Plusieurs élus de gauche ont profité des débats pour évoquer la nécessité, selon eux, de redonner des moyens aux zones rurales, au-delà de la proposition de loi de Guillaume Kasbarian. "Pour revitaliser les petites communes, commencez par y ramener le service public", a ainsi déclaré Hadrien Clouet (La France insoumise).

Prendre un verre au comptoir d'un café ne doit pas devenir un privilège urbain. Guillaume Kasbarian (Ensemble pour la République)

La licence IV, ou licence de plein exercice, permet de vendre tous types d'alcools, sans limitation de titrage. Mais la loi actuelle, jugée "ancienne et obsolète" par Guillaume Kasbarian, "interdit par principe l'ouverture de nouveaux débits de boisson de 4e catégorie". 

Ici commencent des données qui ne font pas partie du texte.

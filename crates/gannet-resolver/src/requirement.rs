//! Pure requirement manipulation: parsing input lines, evaluating markers
//! against a platform environment, and merging two requirements for the
//! same package.

use std::str::FromStr;

use pep440_rs::{Version, VersionSpecifiers};
use pep508_rs::{MarkerEnvironment, Requirement, VersionOrUrl};
use url::Url;

use gannet_normalize::PackageName;

use crate::ResolveError;

/// Parse the free-form requirement text of a compile request: one
/// requirement per line, `#` comments and blank lines skipped. A bare URL
/// line is promoted to a direct-URL requirement named by its `#egg=`
/// fragment.
pub(crate) fn parse_requirements(text: &str) -> Result<Vec<Requirement>, ResolveError> {
    let mut requirements = Vec::new();
    for line in text.lines() {
        let line = line.trim();
        if line.is_empty() || line.starts_with('#') {
            continue;
        }
        let requirement = if line.starts_with("https://") || line.starts_with("http://") {
            let url = Url::parse(line).map_err(|err| ResolveError::BadRequirement {
                line: line.to_string(),
                message: err.to_string(),
            })?;
            let (name, _version) = egg_fragment(&url).ok_or_else(|| {
                ResolveError::BadRequirement {
                    line: line.to_string(),
                    message: "bare URLs need an `#egg=name==version` fragment".to_string(),
                }
            })?;
            Requirement {
                name: name.to_string(),
                extras: None,
                version_or_url: Some(VersionOrUrl::Url(url)),
                marker: None,
            }
        } else {
            Requirement::from_str(line).map_err(|err| ResolveError::BadRequirement {
                line: line.to_string(),
                message: err.to_string(),
            })?
        };
        requirements.push(requirement);
    }
    Ok(requirements)
}

/// Evaluate a requirement's marker against the platform environment.
/// Matching (or markerless) requirements come back stripped of their
/// marker; non-matching ones are dropped.
pub(crate) fn evaluate_marker(
    requirement: Requirement,
    environment: &MarkerEnvironment,
    extras: &[String],
) -> Option<Requirement> {
    if let Some(marker) = &requirement.marker {
        let extras: Vec<&str> = extras.iter().map(String::as_str).collect();
        if !marker.evaluate(environment, &extras) {
            return None;
        }
    }
    Some(Requirement {
        marker: None,
        ..requirement
    })
}

/// Merge two requirements for the same normalized name: intersect
/// specifier sets, union extras, and adopt a URL if either side carries
/// one. Two different URLs, or a URL whose pinned version falls outside the
/// merged specifiers, are incompatible. Markers must have been evaluated
/// away by the caller.
pub(crate) fn merge_requirements(
    a: &Requirement,
    b: &Requirement,
) -> Result<Requirement, ResolveError> {
    debug_assert!(a.marker.is_none() && b.marker.is_none());
    debug_assert_eq!(
        PackageName::new(&a.name).ok(),
        PackageName::new(&b.name).ok(),
    );

    let mut extras: Vec<String> = Vec::new();
    for extra in [&a.extras, &b.extras].into_iter().flatten().flatten() {
        if !extras.contains(extra) {
            extras.push(extra.clone());
        }
    }
    extras.sort();

    let mut url = None;
    let mut specifiers: Vec<pep440_rs::VersionSpecifier> = Vec::new();
    let mut seen: Vec<String> = Vec::new();
    for requirement in [a, b] {
        match &requirement.version_or_url {
            Some(VersionOrUrl::Url(this_url)) => {
                if url.as_ref().is_some_and(|other| other != this_url) {
                    return Err(incompatible(a, b));
                }
                url = Some(this_url.clone());
                // The pinned `#egg=name==version` fragment still
                // participates in the specifier intersection.
                let Some((_, version)) = egg_fragment(this_url) else {
                    return Err(incompatible(a, b));
                };
                push_specifiers(
                    &mut specifiers,
                    &mut seen,
                    &format!("=={version}")
                        .parse::<VersionSpecifiers>()
                        .map_err(|_| incompatible(a, b))?,
                );
            }
            Some(VersionOrUrl::VersionSpecifier(specs)) => {
                push_specifiers(&mut specifiers, &mut seen, specs);
            }
            None => {}
        }
    }

    if let Some(url) = url {
        // A URL pins one exact version; the merged specifiers must accept it.
        let (_, version) = egg_fragment(&url).ok_or_else(|| incompatible(a, b))?;
        let version = Version::from_str(&version).map_err(|_| incompatible(a, b))?;
        let merged: VersionSpecifiers = specifiers.clone().into_iter().collect();
        if !merged.contains(&version) {
            return Err(incompatible(a, b));
        }
        return Ok(Requirement {
            name: a.name.clone(),
            extras: if extras.is_empty() { None } else { Some(extras) },
            version_or_url: Some(VersionOrUrl::Url(url)),
            marker: None,
        });
    }

    let version_or_url = if specifiers.is_empty() {
        None
    } else {
        Some(VersionOrUrl::VersionSpecifier(
            specifiers.into_iter().collect(),
        ))
    };
    Ok(Requirement {
        name: a.name.clone(),
        extras: if extras.is_empty() { None } else { Some(extras) },
        version_or_url,
        marker: None,
    })
}

fn push_specifiers(
    specifiers: &mut Vec<pep440_rs::VersionSpecifier>,
    seen: &mut Vec<String>,
    new: &VersionSpecifiers,
) {
    for specifier in new.iter() {
        let rendered = specifier.to_string();
        if !seen.contains(&rendered) {
            seen.push(rendered);
            specifiers.push(specifier.clone());
        }
    }
}

fn incompatible(a: &Requirement, b: &Requirement) -> ResolveError {
    ResolveError::IncompatibleRequirements {
        requirements: vec![a.to_string(), b.to_string()],
    }
}

/// `(name, version)` from a URL's `#egg=name==version` fragment.
pub(crate) fn egg_fragment(url: &Url) -> Option<(PackageName, String)> {
    let egg = url
        .fragment()?
        .split('&')
        .find_map(|pair| pair.strip_prefix("egg="))?;
    let (name, version) = egg.split_once("==")?;
    let name = PackageName::new(name).ok()?;
    if version.is_empty() {
        return None;
    }
    Some((name, version.to_string()))
}

/// Whether a requirement's specifiers accept the given version.
pub(crate) fn satisfied_by(requirement: &Requirement, version: &Version) -> bool {
    match &requirement.version_or_url {
        Some(VersionOrUrl::VersionSpecifier(specifiers)) => specifiers.contains(version),
        Some(VersionOrUrl::Url(_)) | None => true,
    }
}

#[cfg(test)]
mod tests {
    use super::*;

    fn requirement(line: &str) -> Requirement {
        Requirement::from_str(line).unwrap()
    }

    #[test]
    fn merge_intersects_specifiers() {
        let merged = merge_requirements(&requirement("lib>=2"), &requirement("lib<3")).unwrap();
        let version = Version::from_str("2.1").unwrap();
        let outside = Version::from_str("3.0").unwrap();
        assert!(satisfied_by(&merged, &version));
        assert!(!satisfied_by(&merged, &outside));
    }

    #[test]
    fn merge_unions_extras() {
        let merged =
            merge_requirements(&requirement("lib[foo]>=1"), &requirement("lib[bar]")).unwrap();
        assert_eq!(
            merged.extras,
            Some(vec!["bar".to_string(), "foo".to_string()])
        );
    }

    #[test]
    fn merge_is_idempotent() {
        let a = requirement("lib>=2,<3");
        let merged = merge_requirements(&a, &requirement("lib>=2,<3")).unwrap();
        assert_eq!(merged.to_string(), a.to_string());
    }

    #[test]
    fn merge_adopts_a_compatible_url() {
        let url = requirement("pkg @ https://example.com/pkg-1.0.tar.gz#egg=pkg==1.0");
        let merged = merge_requirements(&url, &requirement("pkg>=0.5")).unwrap();
        assert!(matches!(
            merged.version_or_url,
            Some(VersionOrUrl::Url(_))
        ));
    }

    #[test]
    fn merge_rejects_url_outside_specifiers() {
        let url = requirement("pkg @ https://example.com/pkg-1.0.tar.gz#egg=pkg==1.0");
        let err = merge_requirements(&url, &requirement("pkg==2.0")).unwrap_err();
        assert!(matches!(
            err,
            ResolveError::IncompatibleRequirements { .. }
        ));
    }

    #[test]
    fn merge_rejects_two_different_urls() {
        let a = requirement("pkg @ https://example.com/a.tar.gz#egg=pkg==1.0");
        let b = requirement("pkg @ https://example.com/b.tar.gz#egg=pkg==1.0");
        assert!(merge_requirements(&a, &b).is_err());
    }

    #[test]
    fn markers_filter_against_the_environment() {
        let environment: MarkerEnvironment = serde_json::from_value(serde_json::json!({
            "implementation_name": "cpython",
            "implementation_version": "3.11.6",
            "os_name": "posix",
            "platform_machine": "x86_64",
            "platform_python_implementation": "CPython",
            "platform_release": "",
            "platform_system": "Linux",
            "platform_version": "",
            "python_full_version": "3.11.6",
            "python_version": "3.11",
            "sys_platform": "linux"
        }))
        .unwrap();

        let windows = requirement("pywin32; sys_platform == 'win32'");
        assert!(evaluate_marker(windows, &environment, &[]).is_none());

        let linux = requirement("sdnotify; sys_platform == 'linux'");
        let stripped = evaluate_marker(linux, &environment, &[]).unwrap();
        assert!(stripped.marker.is_none());
    }

    #[test]
    fn parse_lines_with_comments_and_bare_urls() {
        let requirements = parse_requirements(
            "# top-level\napp==1.0\n\nhttps://example.com/pkg-1.0.tar.gz#egg=pkg==1.0\n",
        )
        .unwrap();
        assert_eq!(requirements.len(), 2);
        assert_eq!(requirements[0].name, "app");
        assert!(matches!(
            requirements[1].version_or_url,
            Some(VersionOrUrl::Url(_))
        ));
    }

    #[test]
    fn bare_url_without_egg_is_rejected() {
        let err = parse_requirements("https://example.com/pkg-1.0.tar.gz\n").unwrap_err();
        assert!(matches!(err, ResolveError::BadRequirement { .. }));
    }
}
//! Index synchronization: reconcile local metadata with an upstream using
//! its monotonic change serials.
//!
//! Resumable by construction: the watermark is persisted after every event,
//! re-imports are idempotent, and a restart picks up from the last durable
//! serial.

use url::Url;

use gannet_client::{best_release, IndexBackend, IndexClient, IndexClientBuilder};
use gannet_normalize::PackageName;
use gannet_store::{BackingIndex, IndexBackendKind};
use tracing::{debug, info, warn};

use crate::queue::TaskRuntime;
use crate::task::TaskError;

enum Import {
    Imported,
    NoReleases,
}

/// Process all pending upstream change events for the index.
pub async fn sync_index(runtime: &TaskRuntime, index_id: i64) -> Result<(), TaskError> {
    let index = runtime.store.index_by_id(index_id).await?;
    let client = index_client(&index)?;

    let mut watermark = index.last_update_serial;
    let events = client.updated_packages(watermark).await?;
    info!(index = %index.slug, events = events.len(), "syncing");

    for event in events {
        if let Some(name) = &event.name {
            let Ok(normalized) = PackageName::new(name) else {
                warn!(index = %index.slug, %name, "skipping unusable package name");
                continue;
            };
            match import_package(runtime, &client, &index, name, &normalized).await? {
                Import::Imported => {}
                Import::NoReleases => {
                    remove_package(runtime, &index, &normalized).await?;
                }
            }
        }
        if watermark.map_or(true, |serial| event.serial > serial) {
            watermark = Some(event.serial);
            // Persist before consuming further events so a restart resumes
            // from here.
            runtime
                .store
                .advance_update_serial(index.id, event.serial)
                .await?;
        }
    }
    Ok(())
}

/// Import (or refresh) one package from the upstream. "No releases" tells
/// the caller to drop the local row.
async fn import_package(
    runtime: &TaskRuntime,
    client: &IndexClient,
    index: &BackingIndex,
    display_name: &str,
    name: &PackageName,
) -> Result<Import, TaskError> {
    let versions = match client.get_package_releases(name).await {
        Ok(versions) => versions,
        Err(gannet_client::Error::PackageNotFound(_)) => {
            debug!(index = %index.slug, %name, "package not found upstream");
            return Ok(Import::NoReleases);
        }
        Err(err) => return Err(err.into()),
    };

    let package = runtime
        .store
        .get_or_create_package(index.id, display_name, name)
        .await?;
    let mut keep = Vec::new();
    for (version, descriptors) in &versions {
        let Some(best) = best_release(descriptors) else {
            continue;
        };
        let release = runtime
            .store
            .upsert_release(package.id, version, &best.url, &best.md5_digest)
            .await?;
        keep.push(release.id);
    }
    if keep.is_empty() {
        return Ok(Import::NoReleases);
    }

    // Remove releases that vanished upstream, taking their artifacts with
    // them.
    let doomed = runtime
        .store
        .artifact_blobs_except(package.id, &keep)
        .await?;
    runtime
        .store
        .delete_releases_except(package.id, &keep)
        .await?;
    for blob in doomed {
        if let Err(err) = runtime.storage.remove(&blob).await {
            warn!(%blob, "stale artifact could not be removed: {err}");
        }
    }

    runtime.cache.invalidate_package(&index.slug, name);
    Ok(Import::Imported)
}

async fn remove_package(
    runtime: &TaskRuntime,
    index: &BackingIndex,
    name: &PackageName,
) -> Result<(), TaskError> {
    if let Some(package) = runtime.store.package_by_slug(index.id, name).await? {
        let blobs = runtime.store.artifact_blobs_except(package.id, &[]).await?;
        runtime.store.delete_package(index.id, name).await?;
        for blob in blobs {
            if let Err(err) = runtime.storage.remove(&blob).await {
                warn!(%blob, "orphaned artifact could not be removed: {err}");
            }
        }
        runtime.cache.invalidate_package(&index.slug, name);
        info!(index = %index.slug, %name, "removed vanished package");
    }
    Ok(())
}

/// The upstream client for a backing index row.
pub fn index_client(index: &BackingIndex) -> Result<IndexClient, TaskError> {
    let backend = match index.backend {
        IndexBackendKind::SimpleXmlRpc => IndexBackend::SimpleXmlRpc,
        IndexBackendKind::DevIndex => IndexBackend::DevIndex,
    };
    Ok(IndexClientBuilder::new().build(Url::parse(&index.url)?, backend)?)
}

Ainsi, un établissement souhaitant vendre de l'alcool à ses clients doit, après autorisation du préfet, acquérir une licence auprès d'un autre établissement du département, ou du département limitrophe, qui souhaite se séparer de la sienne. Résultat, les licences IV sont relativement rares et leur prix très élevé : "Ouvrir un café en zone rurale relève souvent du parcours du combattant", a donc souligné Guillaume Kasbarian

Un texte modifié

Guillaume Kasbarian proposait initialement de "pérenniser" une expérimentation de trois ans qui avait été mise en oeuvre en 2019 : le dispositif permettait l'obtention d'une licence IV dans toute commune de 3 500 habitants ne comptant aucun établissement de 4e catégorie par simple "déclaration auprès du maire".

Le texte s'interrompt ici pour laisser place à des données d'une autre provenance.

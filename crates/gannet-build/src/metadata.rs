use std::str::FromStr;

use pep508_rs::{MarkerEnvironment, MarkerTree, Requirement};
use serde::Deserialize;

use gannet_normalize::ExtraName;

use crate::BuildError;

#[derive(Debug, Deserialize)]
struct RunRequires {
    #[serde(default)]
    run_requires: Vec<RequirementGroup>,
}

/// One `run_requires` group of the builder-emitted metadata blob: a list of
/// requirement strings, optionally gated on an extra and/or an environment
/// marker.
#[derive(Debug, Deserialize)]
struct RequirementGroup {
    #[serde(default)]
    extra: Option<String>,
    #[serde(default)]
    environment: Option<String>,
    requires: Vec<String>,
}

/// The runtime requirements a built distribution declares, filtered to the
/// given extras and the platform's marker environment.
///
/// Per-requirement markers are left in place; evaluating them is the
/// resolver's job.
pub fn run_requirements(
    metadata: &serde_json::Value,
    extras: &[String],
    environment: &MarkerEnvironment,
) -> Result<Vec<Requirement>, BuildError> {
    let run_requires: RunRequires = serde_json::from_value(metadata.clone())
        .map_err(|err| BuildError::BadMetadata(err.to_string()))?;

    let extras: Vec<ExtraName> = extras
        .iter()
        .map(|extra| ExtraName::new(extra))
        .collect::<Result<_, _>>()
        .map_err(|err| BuildError::BadMetadata(err.to_string()))?;

    let mut requirements = Vec::new();
    for group in run_requires.run_requires {
        if let Some(extra) = &group.extra {
            let extra = ExtraName::new(extra)
                .map_err(|err| BuildError::BadMetadata(err.to_string()))?;
            if !extras.contains(&extra) {
                continue;
            }
        }
        if let Some(marker) = &group.environment {
            let marker = MarkerTree::from_str(marker)
                .map_err(|err| BuildError::BadMetadata(err.to_string()))?;
            let extra_strs: Vec<&str> = extras.iter().map(ExtraName::as_str).collect();
            if !marker.evaluate(environment, &extra_strs) {
                continue;
            }
        }
        for requirement in &group.requires {
            let requirement = Requirement::from_str(requirement).map_err(|err| {
                BuildError::BadMetadata(format!("bad requirement {requirement:?}: {err}"))
            })?;
            requirements.push(requirement);
        }
    }
    Ok(requirements)
}
use std::collections::BTreeSet;
use std::path::PathBuf;
use std::sync::Arc;

use anyhow::{Context, Result};
use clap::{Parser, Subcommand};
use tracing::info;

use gannet::server::{app, AppState};
use gannet::settings::Settings;
use gannet_build::BuildExecutor;
use gannet_cache::LinkCache;
use gannet_normalize::PackageName;
use gannet_storage::BlobStore;
use gannet_store::{IndexBackendKind, MetadataStore, PlatformKind};
use gannet_tasks::{sync_index, TaskQueue, TaskRuntime};

#[derive(Parser)]
#[command(author, version, about)]
struct Cli {
    #[command(subcommand)]
    command: Commands,

    /// Use verbose output.
    #[arg(global = true, long, short)]
    verbose: bool,

    #[command(flatten)]
    settings: Settings,
}

#[derive(Subcommand)]
enum Commands {
    /// Run the proxy server and its task workers.
    Serve,
    /// Synchronize one backing index with its upstream.
    Sync {
        /// Slug of the index to synchronize.
        index: String,
    },
    /// Register a backing index.
    AddIndex {
        slug: String,
        /// Upstream base URL.
        url: String,
        /// Backend kind: `simple-xmlrpc` or `dev-index`.
        #[arg(long, default_value = "simple-xmlrpc")]
        backend: IndexBackendKind,
    },
    /// Register a build platform from a JSON spec file.
    AddPlatform {
        slug: String,
        /// Path to the container spec (image, command, environment, ...).
        spec: PathBuf,
    },
    /// Force-rebuild one build, replacing any existing artifact.
    Rebuild {
        /// Id of the build row to rebuild.
        build_id: i64,
    },
    /// Drop the cached link listings of one package.
    InvalidateCache {
        /// Slug of the backing index.
        index: String,
        /// Package name; normalized before matching.
        package: String,
    },
    /// Apply pending database migrations and exit.
    Migrate,
}

#[tokio::main]
async fn main() -> Result<()> {
    let cli = Cli::parse();
    gannet::logging::setup(cli.verbose)?;

    let settings = cli.settings;
    let store = MetadataStore::connect(&settings.database_url)
        .await
        .with_context(|| format!("opening {}", settings.database_url))?;

    match cli.command {
        Commands::Migrate => {
            // `connect` already ran the migrations.
            info!("migrations applied");
            Ok(())
        }
        Commands::AddIndex { slug, url, backend } => {
            store.create_index(&slug, &url, backend).await?;
            info!(%slug, "index registered");
            Ok(())
        }
        Commands::AddPlatform { slug, spec } => {
            let spec = fs_err::read_to_string(&spec)?;
            let spec: serde_json::Value = serde_json::from_str(&spec)?;
            store
                .create_platform(&slug, PlatformKind::Container, &spec)
                .await?;
            info!(%slug, "platform registered");
            Ok(())
        }
        Commands::Sync { index } => {
            let runtime = runtime(&settings, store.clone())?;
            let row = store.index_by_slug(&index).await?;
            sync_index(&runtime, row.id).await?;
            Ok(())
        }
        Commands::Rebuild { build_id } => {
            let runtime = runtime(&settings, store)?;
            runtime.executor.rebuild(build_id, true).await?;
            info!(build_id, "rebuilt");
            Ok(())
        }
        Commands::InvalidateCache { index, package } => {
            let runtime = runtime(&settings, store.clone())?;
            let row = store.index_by_slug(&index).await?;
            let package = PackageName::new(&package)?;
            runtime.cache.invalidate_package(&row.slug, &package);
            info!(index = %row.slug, %package, "listings invalidated");
            Ok(())
        }
        Commands::Serve => serve(settings, store).await,
    }
}

fn runtime(settings: &Settings, store: MetadataStore) -> Result<Arc<TaskRuntime>> {
    let storage = BlobStore::from_dsn(&settings.builds_storage_dsn, settings.blob_base_url()?)
        .context("configuring blob storage")?;
    let cache = Arc::new(LinkCache::new());
    let executor = Arc::new(BuildExecutor::new(
        store.clone(),
        storage.clone(),
        cache.clone(),
    ));
    let unsafe_packages: BTreeSet<_> = settings.unsafe_package_set();
    Ok(Arc::new(TaskRuntime {
        store,
        storage,
        cache,
        executor,
        unsafe_packages,
    }))
}

async fn serve(settings: Settings, store: MetadataStore) -> Result<()> {
    let runtime = runtime(&settings, store.clone())?;
    let queue = TaskQueue::new(runtime.clone());
    let workers = queue.spawn_workers(settings.workers);

    let state = AppState {
        store,
        storage: runtime.storage.clone(),
        cache: runtime.cache.clone(),
        queue,
        public_url: settings.public_url.clone(),
        always_redirect_downloads: settings.always_redirect_downloads,
    };

    let listener = tokio::net::TcpListener::bind(settings.bind)
        .await
        .with_context(|| format!("binding {}", settings.bind))?;
    info!(bind = %settings.bind, public_url = %settings.public_url, "serving");
    axum::serve(listener, app(state))
        .with_graceful_shutdown(async {
            let _ = tokio::signal::ctrl_c().await;
        })
        .await?;

    for worker in workers {
        worker.abort();
    }
    Ok(())
}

Les députés ont souhaité donner plus de pouvoir au maire, en prévoyant que cette création de licence IV devra être autorisée par l'édile. Un autre amendement restrictif, de François Gernigon (Horizons), a été adopté : ces licences IV nouvellement créées ne pourront pas être transférées, c'est-à-dire vendues, à des établissements installés en dehors de la commune d'implantation.

Cette limitation de transfert avait été largement demandée par les députés, qui évoquaient un risque de "spéculation". Mais ce vote a mécontenté Guillaume Kasbarian, qui a regretté la création de "deux régimes différents" entre les propriétaires d'une licence IV traditionnelle et les détenteurs d'une licence IV rurale, strictement réservée au territoire de la commune. "Pourquoi faire compliqué quand on peut faire simple ?", a demandé le rapporteur. La ministre déléguée chargée du Commerce, Véronique Louwagie, a quant à elle plaidé, sans succès, pour une limitation du transfert à l'intercommunalité. 

L'Assemblée a également voté un amendement de Yannick Monnet (Gauche démocrate et républicaine), qui aura un impact sur toutes les licences IV, qu'elles aient été nouvellement créées ou non : le transfert d'une licence d'un établissement à un autre devra être autorisé par le maire de la commune d'implantation. Un choix lui aussi déploré par Guillaume Kasbarian, qui y voit "des contraintes supplémentaires pour les débits existants", et par Véronique Louwagie, qui avait prévenu que la disposition risquait de "dévaloriser les licences IV achetées dans les conditions de droit commun".

Les députés ne se sont toutefois pas contentés de restreindre le texte : ils ont prévu une nouvelle possibilité de création de licence, en adoptant un amendement d'Erwan Balanant (Les Démocrates). Ainsi, les conseils municipaux des communes de moins de 3 500 habitants qui disposent déjà d'un établissement de 4e catégorie, "notamment en périphérie", pourront délivrer une deuxième licence IV a un autre établissement afin de dynamiser les "centres-bourgs".